Ik draaide de vijfde van Schubert. Al na enkele minuten zag ik tranen in zijn ogen.
‘Prima ruimte,’ zei hij, toen de plaat was afgelopen. ‘Bij uitstek geschikt als atelier.’
‘U moet bedenken dat deze kamer op het oosten ligt,’ haastte ik me te zeggen. ‘Bovendien is er nauwelijks daglicht. Dat daar is het enige venster. Nog geen halve meter in het vierkant.’
‘Dat raam maak ik wel groter,’ zei hij grimmig. ‘Desnoods sla ik er de hele wand uit. Je onderschat me.’
‘U zou er niet veel mee opschieten,’ probeerde ik nog. ‘Pal voor het raam staat een reusachtige kerseboom, die in de zomer al het daglicht wegneemt.’

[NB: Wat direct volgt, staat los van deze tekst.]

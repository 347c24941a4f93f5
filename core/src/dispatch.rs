use std::collections::{HashMap, HashSet};
use std::sync::atomic::{AtomicBool, Ordering};
use std::sync::Arc;
use std::thread;
use std::time::{Duration, Instant};

use tracing::{debug, info, trace};

use crate::config::{ChannelCapacity, DispatchConfig};
use crate::error::DispatchError;
use crate::graph::{Graph, NodeKey};
use crate::traversal::{bfs, bfs_paths, PathTable};

/// Mapping from query start node to its traversal result.
pub type BatchResult<N, R> = HashMap<N, R>;

/// Cooperative cancellation flag shared between a caller and a batch run.
///
/// Workers check it before claiming each job and the feeder before
/// publishing each query. A job already claimed runs to completion.
#[derive(Debug, Clone, Default)]
pub struct CancelToken(Arc<AtomicBool>);

impl CancelToken {
    pub fn new() -> Self {
        Self::default()
    }

    pub fn cancel(&self) {
        self.0.store(true, Ordering::Release);
    }

    pub fn is_cancelled(&self) -> bool {
        self.0.load(Ordering::Acquire)
    }
}

/// Timing and load distribution of one batch run.
#[derive(Debug, Clone)]
pub struct BatchReport {
    pub queries: usize,
    pub distinct: usize,
    pub workers: usize,
    pub elapsed: Duration,
    /// Jobs completed by each worker, indexed by worker number.
    pub jobs_per_worker: Vec<usize>,
}

/// Runs batches of traversal queries over a borrowed graph on a fixed-size
/// pool of scoped worker threads.
///
/// The pool lives for one batch: workers are spawned when a batch starts
/// and joined before it returns. The graph stays borrowed for the
/// dispatcher's lifetime, so it cannot change between or during batches.
pub struct Dispatcher<'g, N> {
    graph: &'g Graph<N>,
    config: DispatchConfig,
}

impl<'g, N: NodeKey> Dispatcher<'g, N> {
    pub fn new(graph: &'g Graph<N>, config: DispatchConfig) -> Self {
        Self { graph, config }
    }

    pub fn graph(&self) -> &'g Graph<N> {
        self.graph
    }

    pub fn config(&self) -> &DispatchConfig {
        &self.config
    }

    /// BFS order for every query.
    pub fn run(&self, queries: &[N]) -> Result<BatchResult<N, Vec<N>>, DispatchError> {
        self.run_with(queries, bfs::<N>)
    }

    /// Shortest-path table for every query.
    pub fn run_paths(
        &self,
        queries: &[N],
    ) -> Result<BatchResult<N, PathTable<N>>, DispatchError> {
        self.run_with(queries, bfs_paths::<N>)
    }

    /// BFS order for every query, with timing and per-worker job counts.
    pub fn run_report(
        &self,
        queries: &[N],
    ) -> Result<(BatchResult<N, Vec<N>>, BatchReport), DispatchError> {
        self.execute(queries, &bfs::<N>, None)
    }

    /// BFS order for every query, abandoning the batch once `cancel` is set.
    ///
    /// A cancelled batch yields `DispatchError::Cancelled`, never a
    /// partial mapping.
    pub fn run_cancellable(
        &self,
        queries: &[N],
        cancel: &CancelToken,
    ) -> Result<BatchResult<N, Vec<N>>, DispatchError> {
        self.execute(queries, &bfs::<N>, Some(cancel))
            .map(|(results, _)| results)
    }

    /// Run an arbitrary per-query kernel. Each invocation gets the shared
    /// graph and one start node; results are keyed by start node, and a
    /// duplicated query keeps the last result received.
    pub fn run_with<R, F>(
        &self,
        queries: &[N],
        kernel: F,
    ) -> Result<BatchResult<N, R>, DispatchError>
    where
        R: Send,
        F: Fn(&Graph<N>, &N) -> R + Sync,
    {
        self.execute(queries, &kernel, None)
            .map(|(results, _)| results)
    }

    fn execute<R, F>(
        &self,
        queries: &[N],
        kernel: &F,
        cancel: Option<&CancelToken>,
    ) -> Result<(BatchResult<N, R>, BatchReport), DispatchError>
    where
        R: Send,
        F: Fn(&Graph<N>, &N) -> R + Sync,
    {
        let started = Instant::now();
        let total = queries.len();
        let workers = self.config.resolved_workers();

        if is_cancelled(cancel) {
            info!(total, "graph_batch: batch cancelled before start");
            return Err(DispatchError::Cancelled {
                completed: 0,
                total,
            });
        }

        if queries.is_empty() {
            debug!("graph_batch: empty batch");
            return Ok((
                HashMap::new(),
                BatchReport {
                    queries: 0,
                    distinct: 0,
                    workers,
                    elapsed: started.elapsed(),
                    jobs_per_worker: vec![0; workers],
                },
            ));
        }

        let capacity = self.config.channel_capacity.for_batch(total);
        debug!(
            queries = total,
            workers,
            capacity,
            nodes = self.graph.node_count(),
            "graph_batch: dispatching batch"
        );

        let (job_tx, job_rx) = flume::bounded::<N>(capacity);
        let (result_tx, result_rx) = flume::bounded::<(N, R)>(capacity);
        let graph = self.graph;

        let outcome = thread::scope(|scope| -> Result<_, DispatchError> {
            let mut handles = Vec::with_capacity(workers);

            for worker in 0..workers {
                let jobs = job_rx.clone();
                let results = result_tx.clone();
                let spawned = thread::Builder::new()
                    .name(format!("graph-batch-{worker}"))
                    .spawn_scoped(scope, move || {
                        run_worker(worker, graph, jobs, results, kernel, cancel)
                    });

                match spawned {
                    Ok(handle) => handles.push(handle),
                    Err(e) => {
                        // Closing the job channel lets already-running workers exit
                        drop(job_tx);
                        join_workers(handles)?;
                        return Err(DispatchError::Spawn(e));
                    }
                }
            }

            // Workers hold the only remaining receivers and result senders:
            // the result stream ends exactly when the last worker exits.
            drop(job_rx);
            drop(result_tx);

            let feeder = thread::Builder::new()
                .name("graph-batch-feed".to_string())
                .spawn_scoped(scope, move || feed(queries, job_tx, cancel));

            let feeder = match feeder {
                Ok(handle) => handle,
                Err(e) => {
                    // The unspawned closure owned the job sender, so workers see
                    // a closed channel and exit.
                    join_workers(handles)?;
                    return Err(DispatchError::Spawn(e));
                }
            };

            let mut aggregate: BatchResult<N, R> = HashMap::with_capacity(total);
            let mut completed = 0usize;
            for (start, result) in result_rx.iter() {
                aggregate.insert(start, result);
                completed += 1;
            }

            let jobs_per_worker = join_workers(handles)?;
            // The feeder is reported as the worker one past the last index.
            let published = feeder
                .join()
                .map_err(|_| DispatchError::WorkerPanicked { worker: workers })?;
            trace!(published, completed, "graph_batch: result stream closed");

            Ok((aggregate, completed, jobs_per_worker))
        });
        let (aggregate, completed, jobs_per_worker) = outcome?;

        if completed < total {
            info!(completed, total, "graph_batch: batch cancelled");
            return Err(DispatchError::Cancelled { completed, total });
        }

        let report = BatchReport {
            queries: total,
            distinct: aggregate.len(),
            workers,
            elapsed: started.elapsed(),
            jobs_per_worker,
        };
        debug!(
            distinct = report.distinct,
            elapsed_ms = report.elapsed.as_secs_f64() * 1000.0,
            "graph_batch: batch complete"
        );

        Ok((aggregate, report))
    }
}

/// BFS order for every query using `worker_count` threads.
///
/// A `worker_count` of 0 is clamped to 1. The returned map has one entry
/// per distinct query.
pub fn run_queries<N: NodeKey>(
    graph: &Graph<N>,
    queries: &[N],
    worker_count: usize,
) -> Result<BatchResult<N, Vec<N>>, DispatchError> {
    Dispatcher::new(graph, batch_config(worker_count)).run(queries)
}

/// Shortest-path table for every query using `worker_count` threads.
pub fn run_path_queries<N: NodeKey>(
    graph: &Graph<N>,
    queries: &[N],
    worker_count: usize,
) -> Result<BatchResult<N, PathTable<N>>, DispatchError> {
    Dispatcher::new(graph, batch_config(worker_count)).run_paths(queries)
}

/// Number of distinct start nodes in a batch.
pub fn distinct_queries<N: NodeKey>(queries: &[N]) -> usize {
    queries.iter().collect::<HashSet<_>>().len()
}

fn batch_config(workers: usize) -> DispatchConfig {
    DispatchConfig {
        workers,
        channel_capacity: ChannelCapacity::Batch,
    }
}

fn is_cancelled(cancel: Option<&CancelToken>) -> bool {
    cancel.is_some_and(CancelToken::is_cancelled)
}

/// Claim jobs until the job channel is closed and empty, or the batch is
/// cancelled. Returns the number of jobs completed.
fn run_worker<N, R, F>(
    worker: usize,
    graph: &Graph<N>,
    jobs: flume::Receiver<N>,
    results: flume::Sender<(N, R)>,
    kernel: &F,
    cancel: Option<&CancelToken>,
) -> usize
where
    N: NodeKey,
    F: Fn(&Graph<N>, &N) -> R,
{
    trace!(worker, "graph_batch: worker started");
    let mut processed = 0usize;

    while !is_cancelled(cancel) {
        let Ok(start) = jobs.recv() else {
            break;
        };
        let result = kernel(graph, &start);
        if results.send((start, result)).is_err() {
            break;
        }
        processed += 1;
    }

    trace!(worker, processed, "graph_batch: worker exiting");
    processed
}

/// Publish every query, then close the job channel by dropping the sender.
fn feed<N: NodeKey>(queries: &[N], jobs: flume::Sender<N>, cancel: Option<&CancelToken>) -> usize {
    let mut published = 0usize;
    for query in queries {
        if is_cancelled(cancel) || jobs.send(query.clone()).is_err() {
            break;
        }
        published += 1;
    }
    published
}

fn join_workers(
    handles: Vec<thread::ScopedJoinHandle<'_, usize>>,
) -> Result<Vec<usize>, DispatchError> {
    let mut counts = Vec::with_capacity(handles.len());
    let mut panicked = None;

    // Join every handle even after a failure so no worker outlives the batch.
    for (worker, handle) in handles.into_iter().enumerate() {
        match handle.join() {
            Ok(n) => counts.push(n),
            Err(_) => {
                panicked.get_or_insert(worker);
                counts.push(0);
            }
        }
    }

    match panicked {
        Some(worker) => Err(DispatchError::WorkerPanicked { worker }),
        None => Ok(counts),
    }
}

‘Dat wil ik nog wel eens zien,’ riep hij uit, opspringend. ‘Die boom hak ik om.’
Hij liep de gang in. Een tijdlang hoorde ik hem rommelen in een berghok, dat zich onder de trap bevond. Toen hij weer verscheen, hield hij met beide handen een korte aks omklemd.
‘Onderschat me niet,’ schreeuwde hij nog, en verdween via de achterdeur.
Tot diep in de nacht hoorde ik boven het geluid van de regen uit bijlslagen en gevloek in de tuin. Op het balkon was soms de stem van mevrouw Bekkema te horen.
‘Cor, wat doe je? Hou daarmee op. Kom binnen.’
Ik durfde niet te gaan slapen.
Uren later stond Cox plotseling weer in mijn kamer: briesend, doorweekt en met bloeddoorlopen ogen. Zonder aks.